What needs to be done
Search the records below for "Ordering" and copy every line it turns up in.

Input data
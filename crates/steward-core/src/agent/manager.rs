//! Agent lifecycle manager
//!
//! ```text
//! created ──start──▶ starting ──▶ running ──stop──▶ stopping ──▶ stopped
//!                       │            │
//!                       ▼            ▼ process exit
//!                     error      stopped | crashed ─▶ restart | destroy | error
//! ```
//!
//! Every mutating operation holds a per-name async lock, so two calls on
//! the same instance never interleave. Internal re-entry goes through the
//! `*_locked` variants.

use super::launch_mode::{
    process_exit_action, recovery_action, ProcessExitAction, RecoveryAction, EXITED_AT_KEY,
};
use super::restart::{RestartDecision, RestartTracker};
use crate::config::ManagerConfig;
use crate::error::{AgentError, Error, Result};
use crate::process::{
    delay, is_process_alive, AgentLauncher, AgentProcess, CommandResolver,
    DefaultCommandResolver, ProcessExitHandler, ProcessExitInfo, ProcessLauncher, ProcessWatcher,
};
use crate::storage::{scan_instances, update_instance_meta, ScanResult};
use crate::types::*;
use crate::workspace::{AgentInitializer, TemplateResolver, WorkspaceBuilder};
use async_trait::async_trait;
use chrono::Utc;
use parking_lot::Mutex;
use std::collections::HashMap;
use std::path::PathBuf;
use std::sync::{Arc, Weak};
use tokio::sync::OwnedMutexGuard;
use tracing::{debug, error, info, warn};

type InstanceLock = Arc<tokio::sync::Mutex<()>>;

enum ExitFollowUp {
    Nothing,
    Restart(RestartDecision),
    Destroy,
}

/// Forwards watcher exits to the manager without keeping it alive.
struct ExitForwarder {
    manager: Weak<AgentManager>,
}

#[async_trait]
impl ProcessExitHandler for ExitForwarder {
    async fn on_process_exit(&self, info: ProcessExitInfo) -> Result<()> {
        match self.manager.upgrade() {
            Some(manager) => manager.handle_process_exit(info).await,
            None => Ok(()),
        }
    }
}

/// Supervises agent instances and their backend processes
pub struct AgentManager {
    instances_dir: PathBuf,
    corrupted_dir: PathBuf,
    initializer: AgentInitializer,
    launcher: Arc<dyn AgentLauncher>,
    resolver: Arc<dyn CommandResolver>,
    watcher: ProcessWatcher,
    restart_tracker: RestartTracker,
    /// In-memory view of every known instance
    cache: Mutex<HashMap<String, AgentInstanceMeta>>,
    /// Processes this manager is responsible for
    processes: Mutex<HashMap<String, AgentProcess>>,
    locks: Mutex<HashMap<String, InstanceLock>>,
}
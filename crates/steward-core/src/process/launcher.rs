//! Backend process launcher
//!
//! ```text
//! launch()     → spawn detached child → verify alive → AgentProcess
//! terminate()  → SIGTERM → wait → SIGKILL if still alive
//! ```

use super::resolver::{CommandResolver, ResolvedCommand};
use super::utils::{delay, is_process_alive, signal_process_tree, Signal};
use crate::config::LauncherConfig;
use crate::error::{Error, Result};
use crate::types::AgentInstanceMeta;
use async_trait::async_trait;
use std::os::unix::process::CommandExt;
use std::path::{Path, PathBuf};
use std::process::Stdio;
use std::sync::atomic::{AtomicBool, Ordering};
use std::sync::Arc;
use std::time::Duration;
use tokio::time::Instant;
use tracing::{debug, error, info, warn};

const TERMINATE_POLL_INTERVAL: Duration = Duration::from_millis(200);
const KILL_SETTLE_DELAY: Duration = Duration::from_millis(500);

/// A backend process the manager is responsible for
#[derive(Debug, Clone, PartialEq, Eq)]
pub struct AgentProcess {
    pub pid: u32,
    pub workspace_dir: PathBuf,
    pub instance_name: String,
}

/// Spawns and terminates backend processes
#[async_trait]
pub trait AgentLauncher: Send + Sync {
    /// Spawn the backend for `meta` in `workspace_dir`.
    async fn launch(&self, workspace_dir: &Path, meta: &AgentInstanceMeta) -> Result<AgentProcess>;

    /// Stop a process, escalating to a forced kill.
    async fn terminate(&self, process: &AgentProcess) -> Result<()>;
}

/// Launcher that spawns real OS processes
pub struct ProcessLauncher {
    resolver: Arc<dyn CommandResolver>,
    config: LauncherConfig,
}

impl ProcessLauncher {
    pub fn new(resolver: Arc<dyn CommandResolver>, config: LauncherConfig) -> Self {
        Self { resolver, config }
    }

    fn spawn(
        &self,
        resolved: &ResolvedCommand,
        workspace_dir: &Path,
    ) -> std::io::Result<tokio::process::Child> {
        let mut cmd = std::process::Command::new(&resolved.command);
        cmd.args(&resolved.args)
            .current_dir(workspace_dir)
            .stdin(Stdio::null())
            .stdout(Stdio::null())
            .stderr(Stdio::null())
            // Own process group so the whole tree can be signalled.
            .process_group(0);
        tokio::process::Command::from(cmd).spawn()
    }
}

#[async_trait]
impl AgentLauncher for ProcessLauncher {
    async fn launch(&self, workspace_dir: &Path, meta: &AgentInstanceMeta) -> Result<AgentProcess> {
        let resolved = self
            .resolver
            .resolve(&meta.backend_type, workspace_dir, meta.backend_config.as_ref())
            .map_err(|e| Error::launch_failed(&meta.name, e))?;

        info!(
            name = %meta.name,
            command = %resolved.command,
            args = ?resolved.args,
            backend_type = %meta.backend_type,
            "Spawning backend process"
        );

        let mut child = self.spawn(&resolved, workspace_dir).map_err(|e| {
            Error::launch_failed(
                &meta.name,
                format!("failed to spawn {}: {}", resolved.command, e),
            )
        })?;

        let pid = child
            .id()
            .ok_or_else(|| Error::launch_failed(&meta.name, "spawned process has no pid"))?;

        // Reap the child in the background; an unreaped zombie still looks alive.
        let exited = Arc::new(AtomicBool::new(false));
        let exited_flag = Arc::clone(&exited);
        let name = meta.name.clone();
        tokio::spawn(async move {
            match child.wait().await {
                Ok(status) => debug!(name = %name, pid, %status, "Backend process reaped"),
                Err(e) => warn!(name = %name, pid, error = %e, "Failed to wait on backend process"),
            }
            exited_flag.store(true, Ordering::SeqCst);
        });

        let verify_delay = self.config.spawn_verify_delay();
        if !verify_delay.is_zero() {
            delay(verify_delay).await;
            if exited.load(Ordering::SeqCst) || !is_process_alive(pid) {
                return Err(Error::launch_failed(
                    &meta.name,
                    format!(
                        "process exited immediately after spawn (pid={}, command={})",
                        pid, resolved.command
                    ),
                ));
            }
        }

        info!(name = %meta.name, pid, command = %resolved.command, "Backend process spawned");

        Ok(AgentProcess {
            pid,
            workspace_dir: workspace_dir.to_path_buf(),
            instance_name: meta.name.clone(),
        })
    }

    async fn terminate(&self, process: &AgentProcess) -> Result<()> {
        let AgentProcess {
            pid, instance_name, ..
        } = process;
        let pid = *pid;

        if !is_process_alive(pid) {
            info!(name = %instance_name, pid, "Process already exited");
            return Ok(());
        }

        info!(name = %instance_name, pid, "Sending SIGTERM");
        signal_process_tree(pid, Signal::Term)?;

        let deadline = Instant::now() + self.config.terminate_timeout();
        while Instant::now() < deadline {
            delay(TERMINATE_POLL_INTERVAL).await;
            if !is_process_alive(pid) {
                info!(name = %instance_name, pid, "Process terminated gracefully");
                return Ok(());
            }
        }

        warn!(name = %instance_name, pid, "Process did not exit after SIGTERM, sending SIGKILL");
        signal_process_tree(pid, Signal::Kill)?;
        delay(KILL_SETTLE_DELAY).await;

        if is_process_alive(pid) {
            error!(name = %instance_name, pid, "Process still alive after SIGKILL");
        } else {
            info!(name = %instance_name, pid, "Process killed with SIGKILL");
        }
        Ok(())
    }
}
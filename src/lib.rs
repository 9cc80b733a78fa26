pub mod config;
pub mod db;
pub mod dispatch;
pub mod mailer;
pub mod model;
pub mod outcome;
pub mod schedule;
pub mod server;
pub mod template;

Task result
use std::sync::atomic::{AtomicBool, Ordering};
            exited_flag.store(true, Ordering::SeqCst);
            if exited.load(Ordering::SeqCst) || !is_process_alive(pid) {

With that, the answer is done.